Different H3K27 Trimethylation Patterns in Parthenogenetic and In vivo Mouse Embryos

为了考察小鼠(Mus musculus)孤雌激活胚胎H3K27三甲基化模式与体内正常胚胎之间的差异,以及曲古抑菌素A(TSA)对孤雌胚H3K27三甲基化水平的影响,探究表观遗传修饰对孤雌胚胎发育的作用。首先,用H3K27me3特异性抗体对MⅡ期卵母细胞染色,利用激光共聚焦对其荧光强度进行检测,结果发现该时期的甲基化荧光强度相对较低。接着,采用同样的方法对小鼠孤雌胚胎和体内正常胚胎植入前各时期的H3K27me3模式进行比较,结果显示,从2-细胞到囊胚期孤雌组呈现逐渐升高的趋势,与体内组变化趋势完全相反,且总体平均荧光强度较体内组普遍偏低。孤雌胚胎经TSA处理后,处理组和未处理组在前三个时期虽然没有显著性差异(P>0.05),但是处理之后的H3K27三甲基化水平有所提高,囊胚期与未处理组相比有显著性差异(P<0.05)。以上结果表明,小鼠孤雌胚胎的H3K27三甲基化模式与体内胚胎之间存在着巨大的差异,这可能是造成孤雌胚胎发育能力差的重要原因之一。TSA处理对H3K27me3模式造成了一定的影响,使体外培养环境有所改善,这可能对提高孤雌胚胎发育能力具有一定的意义。

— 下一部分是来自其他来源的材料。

//! Visible signature stamp: placement and appearance stream.
//!
//! The stamp has a fixed size. Anchors are resolved against the target page's
//! own MediaBox; a page too small to hold the stamp plus margins is rejected
//! rather than scaled.

use crate::domain::constants;
use crate::domain::signing::SignatureAnchor;
use crate::infra::config::SigningDefaults;
use crate::infra::error::{SigningError, SigningResult};
use chrono::{DateTime, Utc};
use lopdf::content::{Content, Operation};
use lopdf::{Dictionary, Object, Stream, StringFormat};

const FONT_SIZE: f64 = 8.0;
const LINE_HEIGHT: f64 = 11.0;
const PADDING: f64 = 6.0;
/// Rough Helvetica advance as a fraction of the font size
const AVERAGE_GLYPH_WIDTH: f64 = 0.5;

/// Stamp rectangle in default user space.
#[derive(Debug, Clone, Copy, PartialEq)]
pub struct StampRect {
    pub x1: f64,
    pub y1: f64,
    pub x2: f64,
    pub y2: f64,
}

impl StampRect {
    #[must_use]
    pub fn width(&self) -> f64 {
        self.x2 - self.x1
    }

    #[must_use]
    pub fn height(&self) -> f64 {
        self.y2 - self.y1
    }

    #[must_use]
    pub fn to_object(&self) -> Object {
        Object::Array(
            [self.x1, self.y1, self.x2, self.y2]
                .iter()
                .map(|v| Object::from(*v))
                .collect(),
        )
    }
}

/// Fixed stamp dimensions.
#[derive(Debug, Clone, Copy, PartialEq)]
pub struct StampGeometry {
    pub width: f64,
    pub height: f64,
    pub margin: f64,
}

impl From<&SigningDefaults> for StampGeometry {
    fn from(defaults: &SigningDefaults) -> Self {
        Self {
            width: defaults.stamp_width,
            height: defaults.stamp_height,
            margin: defaults.stamp_margin,
        }
    }
}

impl StampGeometry {
    /// Rectangle for `anchor` on a page with the given MediaBox
    /// (`[llx, lly, urx, ury]`).
    pub fn place(&self, anchor: SignatureAnchor, media_box: [f64; 4]) -> SigningResult<StampRect> {
        let [llx, lly, urx, ury] = media_box;
        let page_width = urx - llx;
        let page_height = ury - lly;
        if page_width < self.width + 2.0 * self.margin
            || page_height < self.height + 2.0 * self.margin
        {
            return Err(SigningError::AppearanceLayoutError(format!(
                "{page_width:.0}x{page_height:.0} pt page cannot hold a {:.0}x{:.0} pt stamp \
                 with {:.0} pt margins",
                self.width, self.height, self.margin
            )));
        }

        let left = llx + self.margin;
        let right = urx - self.margin - self.width;
        let bottom = lly + self.margin;
        let top = ury - self.margin - self.height;
        let (x, y) = match anchor {
            SignatureAnchor::BottomRight => (right, bottom),
            SignatureAnchor::BottomLeft => (left, bottom),
            SignatureAnchor::TopRight => (right, top),
            SignatureAnchor::TopLeft => (left, top),
            SignatureAnchor::CenterBottom => (llx + (page_width - self.width) / 2.0, bottom),
        };
        Ok(StampRect {
            x1: x,
            y1: y,
            x2: x + self.width,
            y2: y + self.height,
        })
    }

    /// Placement on the reference A4 page.
    pub fn reference_place(&self, anchor: SignatureAnchor) -> SigningResult<StampRect> {
        self.place(
            anchor,
            [
                0.0,
                0.0,
                constants::REFERENCE_PAGE_WIDTH,
                constants::REFERENCE_PAGE_HEIGHT,
            ],
        )
    }
}

/// Text printed inside the stamp.
#[derive(Debug, Clone, PartialEq, Eq)]
pub struct StampText {
    pub signer: String,
    pub signed_at: DateTime<Utc>,
    pub reason: String,
}

impl StampText {
    fn lines(&self) -> Vec<String> {
        let mut lines = vec![
            "Assinado digitalmente por:".to_string(),
            self.signer.clone(),
            format!("Data: {}", self.signed_at.format("%d/%m/%Y %H:%M:%S UTC")),
        ];
        if !self.reason.is_empty() {
            lines.push(format!("Motivo: {}", self.reason));
        }
        lines
    }
}

/// Form XObject drawing the stamp box and text at the rect's size.
pub fn appearance_stream(rect: &StampRect, text: &StampText) -> SigningResult<Stream> {
    let width = rect.width();
    let height = rect.height();
    let max_chars =
        ((width - 2.0 * PADDING) / (FONT_SIZE * AVERAGE_GLYPH_WIDTH)).max(1.0) as usize;
    let max_lines = ((height - PADDING) / LINE_HEIGHT).max(1.0) as usize;

    let mut operations = vec![
        Operation::new("q", vec![]),
        Operation::new("rg", vec![real(0.96), real(0.96), real(0.96)]),
        Operation::new("re", vec![real(0.0), real(0.0), real(width), real(height)]),
        Operation::new("f", vec![]),
        Operation::new("RG", vec![real(0.2), real(0.2), real(0.2)]),
        Operation::new("w", vec![real(0.8)]),
        Operation::new("re", vec![real(0.4), real(0.4), real(width - 0.8), real(height - 0.8)]),
        Operation::new("S", vec![]),
        Operation::new("BT", vec![]),
        Operation::new("rg", vec![real(0.0), real(0.0), real(0.0)]),
        Operation::new("Tf", vec![Object::Name(b"Helv".to_vec()), real(FONT_SIZE)]),
        Operation::new("TL", vec![real(LINE_HEIGHT)]),
        Operation::new("Td", vec![real(PADDING), real(height - PADDING - FONT_SIZE)]),
    ];
    for line in text.lines().iter().take(max_lines) {
        let shown = latin1_literal(&truncate(line, max_chars));
        operations.push(Operation::new("Tj", vec![shown]));
        operations.push(Operation::new("T*", vec![]));
    }
    operations.push(Operation::new("ET", vec![]));
    operations.push(Operation::new("Q", vec![]));

    let content = Content { operations }
        .encode()
        .map_err(|e| SigningError::AppearanceLayoutError(format!("stamp content: {e}")))?;

    let mut font = Dictionary::new();
    font.set("Type", Object::Name(b"Font".to_vec()));
    font.set("Subtype", Object::Name(b"Type1".to_vec()));
    font.set("BaseFont", Object::Name(b"Helvetica".to_vec()));
    font.set("Encoding", Object::Name(b"WinAnsiEncoding".to_vec()));
    let mut fonts = Dictionary::new();
    fonts.set("Helv", Object::Dictionary(font));
    let mut resources = Dictionary::new();
    resources.set("Font", Object::Dictionary(fonts));

    let mut dict = Dictionary::new();
    dict.set("Type", Object::Name(b"XObject".to_vec()));
    dict.set("Subtype", Object::Name(b"Form".to_vec()));
    dict.set(
        "BBox",
        StampRect {
            x1: 0.0,
            y1: 0.0,
            x2: width,
            y2: height,
        }
        .to_object(),
    );
    dict.set("Resources", Object::Dictionary(resources));
    Ok(Stream::new(dict, content))
}

fn truncate(line: &str, max_chars: usize) -> String {
    if line.chars().count() <= max_chars {
        return line.to_string();
    }
    let mut cut: String = line.chars().take(max_chars.saturating_sub(3)).collect();
    cut.push_str("...");
    cut
}

fn real(value: f64) -> Object {
    Object::Real(value as f32)
}

/// Literal string in WinAnsi; characters outside Latin-1 become `?`.
fn latin1_literal(text: &str) -> Object {
    let bytes = text
        .chars()
        .map(|ch| u8::try_from(u32::from(ch)).unwrap_or(b'?'))
        .collect();
    Object::String(bytes, StringFormat::Literal)
}

#[cfg(test)]
mod tests {
    use super::*;
    use chrono::TimeZone;

    fn geometry() -> StampGeometry {
        StampGeometry::from(&SigningDefaults::default())
    }

    #[test]
    fn anchors_on_reference_page() {
        let g = geometry();
        let br = g.reference_place(SignatureAnchor::BottomRight).unwrap();
        assert_eq!((br.x1, br.y1, br.x2, br.y2), (365.0, 30.0, 565.0, 110.0));

        let tl = g.reference_place(SignatureAnchor::TopLeft).unwrap();
        assert_eq!((tl.x1, tl.y2), (30.0, 812.0));

        let cb = g.reference_place(SignatureAnchor::CenterBottom).unwrap();
        assert_eq!(cb.x1, 197.5);
        assert_eq!(cb.width(), 200.0);
    }

    #[test]
    fn anchors_follow_actual_media_box() {
        let letter_landscape = [0.0, 0.0, 792.0, 612.0];
        let rect = geometry()
            .place(SignatureAnchor::TopRight, letter_landscape)
            .unwrap();
        assert_eq!((rect.x2, rect.y2), (762.0, 582.0));
        assert_eq!(rect.height(), 80.0);

        let offset_box = [100.0, 100.0, 695.0, 942.0];
        let rect = geometry()
            .place(SignatureAnchor::BottomLeft, offset_box)
            .unwrap();
        assert_eq!((rect.x1, rect.y1), (130.0, 130.0));
    }

    #[test]
    fn small_page_is_layout_error() {
        let result = geometry().place(SignatureAnchor::BottomRight, [0.0, 0.0, 200.0, 200.0]);
        assert!(matches!(result, Err(SigningError::AppearanceLayoutError(_))));
    }

    #[test]
    fn appearance_escapes_and_truncates() {
        let rect = geometry().reference_place(SignatureAnchor::BottomRight).unwrap();
        let text = StampText {
            signer: "JOSÉ (TESTE) DA SILVA".to_string(),
            signed_at: Utc.with_ymd_and_hms(2025, 1, 2, 3, 4, 5).unwrap(),
            reason: "x".repeat(200),
        };
        let stream = appearance_stream(&rect, &text).unwrap();
        let content = stream.content;
        assert!(content.windows(3).any(|w| w == b"JOS"));
        assert!(content.contains(&0xC9)); // É in WinAnsi
        assert!(content.windows(7).any(|w| w == b"(TESTE)"));
        assert!(content.windows(8).any(|w| w == b"/Helv 8 "));
        assert!(content.windows(3).any(|w| w == b"..."));
        assert!(content.windows(19).any(|w| w == b"02/01/2025 03:04:05"));
    }
}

The purpose of this study is to investigate the differences of H3K27 trimethylation pattern between parthenogenetic and in vivo mouse （Mus musculus） embryos. The effect of trichostatin （TSA） on the level of H3K27me3 in parthenogenetic embryos, and the impact of TSA on parthenogenetic embryonic development were also studied. Firstly, we used the indirect immunofluorescence with specific antibody against H3K27me3 and showed that there was a mild intensity staining in the metaphase oocyte. We activated the metaphase oocytes by strontium chloride and then collected the embryos at different developmental stages. The in vivo embryos were collected by flushing the uterus at different times after injecting pregnant mare serum gonadotrophin and human chorionic gonadotropin. Different patterns of H3K27me3 staining were detected in normal fertilized embryos and parthenogenetic embryos. The relative fluorescence intensities of the different stage embryos were determined by laser scanning confocal microscopy. Moreover, the pronuclear embryos which were activated by strontium chloride were treated with TSA for 20 hours. The un-treated parthenogenetic embryos were cultured in a medium containing dimethyl sulfoxide （0.05%） as a control. The results showed that there was a trend of increasing fluorescence intensity in parthenogenetic embryos, reaching the highest in blastocysts, while it was opposite in the in vivo embryos from 2-cell to the blastocyst stage. However, the mean fluorescence intensity of the parthenogenetic embryos was generally lower than that of normal embryos. After the treatment with TSA, though there was no significant difference in early embryo development （P〉0.05） between the treated and the non-treated groups, the level of H3K27me3 in parthenogenetic embryos increased. There was significant difference （0.015±0.002 vs.0.004±0.000 5,P〈0.05） in blastocyst formation. These results indicated that the pattern of the H3K27me3 in parthenogenetic embryos differ significantly from that of the in vivo embryos, which may be one of the reasons causing the low development ability of the parthenogenetic embryos. The TSA treatment of parthenogenetic activation embryos causes a certain effect on the H3K27me3 pattern, improving the in vitro embryo development.